Jim, Foolish Literalist
@Betty Cracker:
you beat me to it. I just saw that Nancy Pelosi is going to be on the Ari Melber show later today– I hope someone sat Ari down and told him to severely limit his attempts to be funny and hip-hop hip (What did Adam call him? Grand Master /something Yiddish-speaking grandmothers call their five year old grandsons/…. anyway). I don’t watch CNN and I swear I’ve seen Pelosi on MSNBC at least every other day. Adam Schiff, Dick Durbin, Chuck Schumer, Sheila Jackson Lee, Angus King, Tammy Duckworth, Eric Swalwell, Jamie Raskin, Elizabeth Warren… off the top of my head these are the Dems I’ve seen on my (admittedly limited) TV watching in the last couple of weeks. And that’s focussing on Congress, not counting the various governors. This doesn’t include stuff I’ve seen on-line or heard on the radio
As is often the case with complaints about “WHY AREN”T THE DEMS SAYING X”, is that the Dems are saying X, and voters aren’t responding the way the complainers think voters should respond. I agree with the should, I just don’t blame the people who led the horses to the water.
karensky
@Betty Cracker: I am with you and Jay Rosen. I worked in community organizing and retail electoral politics for years and the level of the use of propaganda and the mushy response of the press since Obama was elected are certainly new to me.
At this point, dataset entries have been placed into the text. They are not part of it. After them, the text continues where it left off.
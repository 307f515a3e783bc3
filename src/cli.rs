use clap::{ArgAction, Parser, Subcommand, ValueEnum};
use std::path::PathBuf;

#[derive(Copy, Clone, Debug, Default, ValueEnum)]
pub enum ChainMode {
    /// Each block encrypted independently.
    #[default]
    Ecb,
    /// IV-seeded chaining: each block XORed with the previous ciphertext.
    Cbc,
}

#[derive(Debug, Parser)]
#[command(
    name = "cryptolab",
    about = "cryptolab — inspectable AES-128, SHA-256, Diffie-Hellman, and Schnorr, from first principles",
    version,
    propagate_version = true,
    disable_help_subcommand = true
)]
pub struct CryptolabCli {
    /// Global: emit machine-readable JSON instead of formatted text
    #[arg(long = "json", action = ArgAction::SetTrue, global = true)]
    pub json: bool,

    /// Global: path to config (TOML); default: ~/.cryptolab/config.toml
    #[arg(long = "config", value_name = "FILE", global = true)]
    pub config: Option<PathBuf>,

    #[command(subcommand)]
    pub cmd: Command,
}

#[derive(Debug, Subcommand)]
pub enum Command {
    /// SHA-256 digest of a message
    ///
    /// Examples:
    ///   cryptolab hash "hello world"
    ///   cryptolab hash --hex deadbeef
    Hash {
        /// Message to hash (UTF-8 text unless --hex)
        #[arg(value_name = "MESSAGE")]
        message: String,

        /// Treat MESSAGE as hex-encoded bytes
        #[arg(long = "hex", action = ArgAction::SetTrue)]
        hex: bool,
    },

    /// AES-128 with per-round trace
    Aes {
        #[command(subcommand)]
        cmd: AesCommand,
    },

    /// Diffie-Hellman key exchange over a prime field
    ///
    /// Runs both parties, prints the transcript, the shared secret, and the
    /// derived AES-128 key. Omitted private keys are drawn at random.
    Dh {
        /// Prime modulus P (decimal); falls back to the configured group
        #[arg(long = "prime", value_name = "P")]
        prime: Option<String>,

        /// Generator G (decimal); discovered from P when omitted
        #[arg(long = "generator", value_name = "G")]
        generator: Option<String>,

        /// Alice's private exponent (decimal)
        #[arg(long = "private-a", value_name = "A")]
        private_a: Option<String>,

        /// Bob's private exponent (decimal)
        #[arg(long = "private-b", value_name = "B")]
        private_b: Option<String>,
    },

    /// Schnorr signatures in challenge-response (e, y) form
    Schnorr {
        #[command(subcommand)]
        cmd: SchnorrCommand,
    },

    /// Number-theory toolkit (extended Euclid, modular arithmetic, primality)
    Numbers {
        #[command(subcommand)]
        cmd: NumbersCommand,
    },
}

#[derive(Debug, Subcommand)]
pub enum AesCommand {
    /// Pad and encrypt (hex key, text or hex plaintext)
    Encrypt {
        /// 16-byte key, hex encoded
        #[arg(short = 'k', long = "key", value_name = "HEX")]
        key: String,

        /// 16-byte IV, hex encoded (selects CBC unless --mode overrides)
        #[arg(long = "iv", value_name = "HEX")]
        iv: Option<String>,

        /// Chaining mode
        #[arg(long = "mode", value_enum, default_value_t = ChainMode::Ecb)]
        mode: ChainMode,

        /// Plaintext (UTF-8 text unless --hex)
        #[arg(value_name = "PLAINTEXT")]
        plaintext: String,

        /// Treat PLAINTEXT as hex-encoded bytes
        #[arg(long = "hex", action = ArgAction::SetTrue)]
        hex: bool,

        /// Print the full round-by-round trace
        #[arg(long = "trace", action = ArgAction::SetTrue)]
        trace: bool,
    },

    /// Decrypt and unpad (hex key, hex ciphertext)
    Decrypt {
        /// 16-byte key, hex encoded
        #[arg(short = 'k', long = "key", value_name = "HEX")]
        key: String,

        /// 16-byte IV, hex encoded (selects CBC unless --mode overrides)
        #[arg(long = "iv", value_name = "HEX")]
        iv: Option<String>,

        /// Chaining mode
        #[arg(long = "mode", value_enum, default_value_t = ChainMode::Ecb)]
        mode: ChainMode,

        /// Ciphertext, hex encoded
        #[arg(value_name = "CIPHERTEXT")]
        ciphertext: String,

        /// Print the full round-by-round trace
        #[arg(long = "trace", action = ArgAction::SetTrue)]
        trace: bool,
    },
}

#[derive(Debug, Subcommand)]
pub enum SchnorrCommand {
    /// Generate a key pair over the group (p, q, generator)
    Keygen {
        #[arg(short = 'p', long = "prime", value_name = "P")]
        p: String,
        #[arg(short = 'q', long = "order", value_name = "Q")]
        q: String,
        #[arg(short = 'g', long = "generator", value_name = "GEN")]
        generator: String,
        /// Fixed private key (decimal) for reproducible runs
        #[arg(long = "private", value_name = "S")]
        private: Option<String>,
    },

    /// Sign a message
    Sign {
        #[arg(short = 'p', long = "prime", value_name = "P")]
        p: String,
        #[arg(short = 'q', long = "order", value_name = "Q")]
        q: String,
        #[arg(short = 'g', long = "generator", value_name = "GEN")]
        generator: String,
        /// Private key s (decimal)
        #[arg(short = 's', long = "private", value_name = "S")]
        private: String,
        /// Fixed ephemeral r (decimal) for reproducible runs
        #[arg(long = "ephemeral", value_name = "R")]
        ephemeral: Option<String>,
        #[arg(value_name = "MESSAGE")]
        message: String,
    },

    /// Verify a signature
    Verify {
        #[arg(short = 'p', long = "prime", value_name = "P")]
        p: String,
        #[arg(short = 'q', long = "order", value_name = "Q")]
        q: String,
        #[arg(short = 'g', long = "generator", value_name = "GEN")]
        generator: String,
        /// Public key v (decimal)
        #[arg(short = 'v', long = "public", value_name = "V")]
        public: String,
        /// Challenge e (decimal)
        #[arg(short = 'e', long = "challenge", value_name = "E")]
        challenge: String,
        /// Response y (decimal)
        #[arg(short = 'y', long = "response", value_name = "Y")]
        response: String,
        #[arg(value_name = "MESSAGE")]
        message: String,
    },
}

#[derive(Debug, Subcommand)]
pub enum NumbersCommand {
    /// Extended Euclid: gcd plus Bezout coefficients
    Gcd {
        #[arg(value_name = "A")]
        a: String,
        #[arg(value_name = "B")]
        b: String,
    },

    /// Modular inverse of A modulo M
    Inverse {
        #[arg(value_name = "A")]
        a: String,
        #[arg(value_name = "M")]
        m: String,
    },

    /// Square-and-multiply BASE^EXP mod MODULUS
    Modpow {
        #[arg(value_name = "BASE")]
        base: String,
        #[arg(value_name = "EXP")]
        exponent: String,
        #[arg(value_name = "MODULUS")]
        modulus: String,
    },

    /// Primality: trial division and Miller-Rabin
    IsPrime {
        #[arg(value_name = "N")]
        n: String,

        /// Miller-Rabin witness rounds
        #[arg(long = "rounds", value_name = "K", default_value_t = 5)]
        rounds: u32,
    },

    /// Smallest primitive root modulo a prime
    PrimitiveRoot {
        #[arg(value_name = "P")]
        p: String,
    },
}
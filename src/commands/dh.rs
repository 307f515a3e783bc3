use anyhow::Result;
use colored::Colorize;
use num_bigint::BigUint;

use crate::commands::parse_biguint;
use crate::config::Config;
use crate::core::diffie_hellman::{
    generate_key_pair, generate_parameters, parameters_with_generator, perform_exchange,
    derive_symmetric_key, DhParameters,
};

fn resolve_parameters(
    prime: &Option<String>,
    generator: &Option<String>,
    config: &Config,
) -> Result<DhParameters> {
    let p = match prime {
        Some(p) => parse_biguint(p, "prime P")?,
        None => parse_biguint(&config.dh.prime, "configured prime")?,
    };
    let g = match (generator, prime) {
        (Some(g), _) => Some(parse_biguint(g, "generator G")?),
        // The configured generator only applies to the configured prime.
        (None, None) => match &config.dh.generator {
            Some(g) => Some(parse_biguint(g, "configured generator")?),
            None => None,
        },
        (None, Some(_)) => None,
    };

    Ok(match g {
        Some(g) => parameters_with_generator(&p, &g)?,
        None => generate_parameters(&p)?,
    })
}

fn resolve_private(
    value: &Option<String>,
    name: &str,
    params: &DhParameters,
) -> Result<BigUint> {
    match value {
        Some(v) => parse_biguint(v, name),
        None => Ok(generate_key_pair(params, None)?.private),
    }
}

pub fn run(
    prime: &Option<String>,
    generator: &Option<String>,
    private_a: &Option<String>,
    private_b: &Option<String>,
    config: &Config,
    json: bool,
) -> Result<()> {
    let params = resolve_parameters(prime, generator, config)?;
    let a = resolve_private(private_a, "private key A", &params)?;
    let b = resolve_private(private_b, "private key B", &params)?;

    let exchange = perform_exchange(&params, a, b)?;
    let aes_key = derive_symmetric_key(&exchange.shared_secret);

    if json {
        println!(
            "{}",
            serde_json::json!({
                "p": params.p.to_string(),
                "g": params.g.to_string(),
                "public_a": exchange.pair_a.public.to_string(),
                "public_b": exchange.pair_b.public.to_string(),
                "shared_secret": exchange.shared_secret.to_string(),
                "aes_key": hex::encode(aes_key),
                "steps": exchange.steps,
            })
        );
        return Ok(());
    }

    for step in &exchange.steps {
        println!("{}", step);
    }
    println!(
        "{} {}",
        "shared secret".cyan().bold(),
        exchange.shared_secret
    );
    println!(
        "{} {}",
        "derived AES-128 key".cyan().bold(),
        hex::encode(aes_key)
    );
    Ok(())
}
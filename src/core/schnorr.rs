// src/core/schnorr.rs
// Schnorr signatures in challenge-response (e, y) form over a prime-order
// subgroup: q | p-1, generator of order exactly q, challenge bound to the
// message and commitment through SHA-256.

use num_bigint::BigUint;
use num_traits::{One, Zero};

use crate::core::bigint::{miller_rabin, mod_pow, random_in_range, MILLER_RABIN_ROUNDS};
use crate::core::error::{CryptoError, CryptoResult};
use crate::core::sha256::sha256;

/// Domain parameters: prime modulus `p`, prime subgroup order `q` dividing
/// `p-1`, and a generator of order exactly `q` modulo `p`.
#[derive(Clone, Debug, PartialEq, Eq)]
pub struct SchnorrGroup {
    pub p: BigUint,
    pub q: BigUint,
    pub generator: BigUint,
}

#[derive(Clone, Debug, PartialEq, Eq)]
pub struct SchnorrKeyPair {
    /// `s` in `[0, q)`; never transmitted.
    pub private: BigUint,
    /// `v = generator^(q-s) mod p`, so `generator^s * v == 1 (mod p)`.
    pub public: BigUint,
}

/// Challenge-response signature: `e = H(M || x) mod q`,
/// `y = (r + s*e) mod q`.
#[derive(Clone, Debug, PartialEq, Eq)]
pub struct SchnorrSignature {
    pub e: BigUint,
    pub y: BigUint,
}

/// Verification verdict plus the recomputed commitment `x'` so the caller
/// can display it.
#[derive(Clone, Debug, PartialEq, Eq)]
pub struct Verification {
    pub is_valid: bool,
    pub commitment: BigUint,
}

impl SchnorrGroup {
    pub fn new(p: BigUint, q: BigUint, generator: BigUint) -> CryptoResult<Self> {
        let group = SchnorrGroup { p, q, generator };
        group.validate()?;
        Ok(group)
    }

    /// Check the group laws: both moduli prime, `q | p-1`, generator of
    /// order exactly `q`. Since `q` is prime, an element's order divides `q`
    /// and is therefore 1 or `q`; order exactly `q` reduces to
    /// `generator != 1` and `generator^q == 1 (mod p)`.
    pub fn validate(&self) -> CryptoResult<()> {
        if !miller_rabin(&self.p, MILLER_RABIN_ROUNDS) {
            return Err(CryptoError::domain("p must be prime"));
        }
        if !miller_rabin(&self.q, MILLER_RABIN_ROUNDS) {
            return Err(CryptoError::domain("q must be prime"));
        }
        let p_minus_one = &self.p - BigUint::one();
        if !(&p_minus_one % &self.q).is_zero() {
            return Err(CryptoError::domain("q must divide p-1"));
        }
        if self.generator <= BigUint::one() || self.generator >= self.p {
            return Err(CryptoError::domain("generator must lie in (1, p)"));
        }
        if !mod_pow(&self.generator, &self.q, &self.p).is_one() {
            return Err(CryptoError::domain("generator must have order q modulo p"));
        }
        Ok(())
    }
}

// e = H(message || "|" || decimal(x)) mod q, digest read as a big-endian
// integer. The "|" separator matches the transcript format users see.
fn challenge(message: &str, commitment: &BigUint, q: &BigUint) -> BigUint {
    let input = format!("{}|{}", message, commitment);
    BigUint::from_bytes_be(&sha256(input.as_bytes())) % q
}

/// Generate a key pair. A fixed private key is accepted only for
/// deterministic tests; the default path draws `s` from `[1, q)` with OS
/// randomness.
pub fn generate_key_pair(
    group: &SchnorrGroup,
    fixed_private: Option<BigUint>,
) -> CryptoResult<SchnorrKeyPair> {
    group.validate()?;
    let private = match fixed_private {
        Some(s) => {
            if s >= group.q {
                return Err(CryptoError::range("private key must lie in [0, q)"));
            }
            s
        }
        None => random_in_range(&BigUint::one(), &group.q),
    };
    let public = mod_pow(&group.generator, &(&group.q - &private), &group.p);
    Ok(SchnorrKeyPair { private, public })
}

/// Sign `message`: ephemeral `r` in `[1, q)` (fixed only for tests),
/// commitment `x = generator^r mod p`, challenge `e`, response
/// `y = (r + private*e) mod q`.
pub fn sign(
    message: &str,
    private_key: &BigUint,
    group: &SchnorrGroup,
    fixed_r: Option<BigUint>,
) -> CryptoResult<SchnorrSignature> {
    group.validate()?;
    if *private_key >= group.q {
        return Err(CryptoError::range("private key must lie in [0, q)"));
    }
    let r = match fixed_r {
        Some(r) => {
            if r.is_zero() || r >= group.q {
                return Err(CryptoError::range("ephemeral value must lie in [1, q)"));
            }
            r
        }
        None => random_in_range(&BigUint::one(), &group.q),
    };
    let commitment = mod_pow(&group.generator, &r, &group.p);
    let e = challenge(message, &commitment, &group.q);
    let y = (&r + private_key * &e) % &group.q;
    Ok(SchnorrSignature { e, y })
}

/// Verify: recompute `x' = generator^y * public^e mod p` and check the
/// recomputed challenge matches `e`.
pub fn verify(
    signature: &SchnorrSignature,
    public_key: &BigUint,
    message: &str,
    group: &SchnorrGroup,
) -> CryptoResult<Verification> {
    group.validate()?;
    if signature.y >= group.q {
        return Err(CryptoError::range("response y must lie in [0, q)"));
    }
    if public_key.is_zero() || *public_key >= group.p {
        return Err(CryptoError::range("public key must lie in [1, p)"));
    }
    let commitment = (mod_pow(&group.generator, &signature.y, &group.p)
        * mod_pow(public_key, &signature.e, &group.p))
        % &group.p;
    let recomputed = challenge(message, &commitment, &group.q);
    Ok(Verification {
        is_valid: recomputed == signature.e,
        commitment,
    })
}

#[cfg(test)]
mod tests {
    use super::*;

    fn big(n: u64) -> BigUint {
        BigUint::from(n)
    }

    // p = 23, q = 11 divides 22, and 2^11 = 2048 = 1 mod 23.
    fn group() -> SchnorrGroup {
        SchnorrGroup::new(big(23), big(11), big(2)).unwrap()
    }

    #[test]
    fn rejects_generator_of_wrong_order() {
        // 5 is a primitive root mod 23, so its order is 22, not 11.
        let err = SchnorrGroup::new(big(23), big(11), big(5)).unwrap_err();
        assert!(matches!(err, CryptoError::Domain(_)));
    }

    #[test]
    fn rejects_q_not_dividing_p_minus_one() {
        assert!(SchnorrGroup::new(big(23), big(7), big(2)).is_err());
    }

    #[test]
    fn public_key_inverts_private_exponent() {
        let group = group();
        let pair = generate_key_pair(&group, Some(big(7))).unwrap();
        let product =
            (mod_pow(&group.generator, &pair.private, &group.p) * &pair.public) % &group.p;
        assert!(product.is_one());
    }

    #[test]
    fn deterministic_sign_verify() {
        let group = group();
        let pair = generate_key_pair(&group, Some(big(7))).unwrap();
        let sig = sign("hello", &pair.private, &group, Some(big(3))).unwrap();
        let verdict = verify(&sig, &pair.public, "hello", &group).unwrap();
        assert!(verdict.is_valid);
        assert_eq!(verdict.commitment, mod_pow(&big(2), &big(3), &big(23)));
    }

    #[test]
    fn tampered_message_fails() {
        let group = group();
        let pair = generate_key_pair(&group, Some(big(7))).unwrap();
        let sig = sign("hello", &pair.private, &group, Some(big(3))).unwrap();
        let verdict = verify(&sig, &pair.public, "hell0", &group).unwrap();
        assert!(!verdict.is_valid);
    }
}
use anyhow::{Context, Result};
use serde::Deserialize;
use std::path::{Path, PathBuf};

/// On-disk configuration: `~/.cryptolab/config.toml` unless overridden via
/// `--config`. Supplies the default Diffie-Hellman group used when the CLI
/// omits `--prime`.
#[derive(Debug, Clone, Deserialize, Default)]
pub struct Config {
    #[serde(default)]
    pub dh: DhGroupConfig,
}

#[derive(Debug, Clone, Deserialize)]
#[serde(default)]
pub struct DhGroupConfig {
    /// Decimal prime modulus.
    pub prime: String,
    /// Decimal generator; discovered from the prime when omitted.
    pub generator: Option<String>,
}

impl Default for DhGroupConfig {
    fn default() -> Self {
        DhGroupConfig {
            prime: "2147483647".to_string(), // 2^31 - 1, Mersenne prime
            generator: None,
        }
    }
}

pub fn default_config_path() -> Option<PathBuf> {
    dirs_next::home_dir().map(|h| h.join(".cryptolab").join("config.toml"))
}

pub fn resolve_config_path(cli_path: &Option<PathBuf>) -> Option<PathBuf> {
    if let Some(p) = cli_path {
        return Some(p.clone());
    }
    default_config_path()
}

/// Load the config, falling back to defaults when the file is absent.
pub fn load(path: Option<&Path>) -> Result<Config> {
    let Some(path) = path else {
        return Ok(Config::default());
    };
    if !path.exists() {
        return Ok(Config::default());
    }
    let text = std::fs::read_to_string(path)
        .with_context(|| format!("read config {}", path.display()))?;
    toml::from_str(&text).with_context(|| format!("parse config {}", path.display()))
}

#[cfg(test)]
mod tests {
    use super::*;

    #[test]
    fn default_group_is_prime_decimal() {
        let cfg = Config::default();
        assert_eq!(cfg.dh.prime, "2147483647");
        assert!(cfg.dh.generator.is_none());
    }

    #[test]
    fn parses_full_group() {
        let cfg: Config = toml::from_str("[dh]\nprime = \"23\"\ngenerator = \"5\"\n").unwrap();
        assert_eq!(cfg.dh.prime, "23");
        assert_eq!(cfg.dh.generator.as_deref(), Some("5"));
    }
}
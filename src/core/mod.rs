//! Cryptographic primitive layer: every algorithm is written out from first
//! principles so callers can inspect each intermediate step.

pub mod aes128;
pub mod bigint;
pub mod diffie_hellman;
pub mod error;
pub mod schnorr;
pub mod sha256;
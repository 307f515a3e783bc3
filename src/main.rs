mod cli;
mod commands;
mod config;
mod core;

use clap::Parser;

use crate::cli::{AesCommand, Command, CryptolabCli, NumbersCommand, SchnorrCommand};
use crate::config::resolve_config_path;

fn main() -> anyhow::Result<()> {
    let args = CryptolabCli::parse();

    let cfg_path = resolve_config_path(&args.config);
    let cfg = config::load(cfg_path.as_deref())?;
    let json = args.json;

    match args.cmd {
        Command::Hash { message, hex } => commands::hash::run(&message, hex, json),

        Command::Aes { cmd } => match cmd {
            AesCommand::Encrypt {
                key,
                iv,
                mode,
                plaintext,
                hex,
                trace,
            } => commands::aes::encrypt(&key, &iv, mode, &plaintext, hex, trace, json),
            AesCommand::Decrypt {
                key,
                iv,
                mode,
                ciphertext,
                trace,
            } => commands::aes::decrypt(&key, &iv, mode, &ciphertext, trace, json),
        },

        Command::Dh {
            prime,
            generator,
            private_a,
            private_b,
        } => commands::dh::run(&prime, &generator, &private_a, &private_b, &cfg, json),

        Command::Schnorr { cmd } => match cmd {
            SchnorrCommand::Keygen {
                p,
                q,
                generator,
                private,
            } => commands::schnorr::keygen(&p, &q, &generator, &private, json),
            SchnorrCommand::Sign {
                p,
                q,
                generator,
                private,
                ephemeral,
                message,
            } => commands::schnorr::run_sign(&p, &q, &generator, &private, &ephemeral, &message, json),
            SchnorrCommand::Verify {
                p,
                q,
                generator,
                public,
                challenge,
                response,
                message,
            } => commands::schnorr::run_verify(
                &p, &q, &generator, &public, &challenge, &response, &message, json,
            ),
        },

        Command::Numbers { cmd } => match cmd {
            NumbersCommand::Gcd { a, b } => commands::numbers::gcd(&a, &b, json),
            NumbersCommand::Inverse { a, m } => commands::numbers::inverse(&a, &m, json),
            NumbersCommand::Modpow {
                base,
                exponent,
                modulus,
            } => commands::numbers::modpow(&base, &exponent, &modulus, json),
            NumbersCommand::IsPrime { n, rounds } => {
                commands::numbers::is_prime_cmd(&n, rounds, json)
            }
            NumbersCommand::PrimitiveRoot { p } => commands::numbers::primitive_root(&p, json),
        },
    }
}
I often say to my friends and relatives that I am “feeling pitchforky” but today I am ready to buy one at my local hardware store. All this chaos around “models” related to Covid 19 death tolls has made me feel like a lab animal as I am in the expendable cohort, I.e. 75 years old and living in a very Blue city. Of course there are many of us expendables in Philly, a majority minority municipality.
I know I will snap out of this in a couple of days but $35 for a pitchfork sounds good to me. I will leave the torches and tar to others and be my shabby self.
MoxieM
Welp, I’ll say this again where nobody will read it (takes me a loooong time to get the dog fed, the trash out and all the necessaries of life.) Anyway:
My dearly beloved daughter lives in Germany, on the permanent. She has a white collar job, but no permanent residency card ( =green card) … yet. Still she’s been there 6 years so it’s coming. She has been working from home 1 or 2 days a week for the last year anyway, but when the plague hit, she’s all from home. However, her hours got cut to 50%. The German Government makes up the difference to 80% of her regular salary. She has her full health benefits (extraordinary), subsidized transit, etc. So, not a citizen, not even a “permanent resident” as such, and she gets 30% of her salary from the State.
Oh, there’s more, so much more, but I think that’s enough to indicate what humane (how weird, right?) nations do for their workers because they want people to be, you know, productive!
Andrew Johnston
I am very late to the party, but there’s something I really should point out:
This is incorrect. If you read the article a little more closely, you’ll see that the 31% of people didn’t pay rent between April 1st and April 5th. 91.5% of people paid rent in April.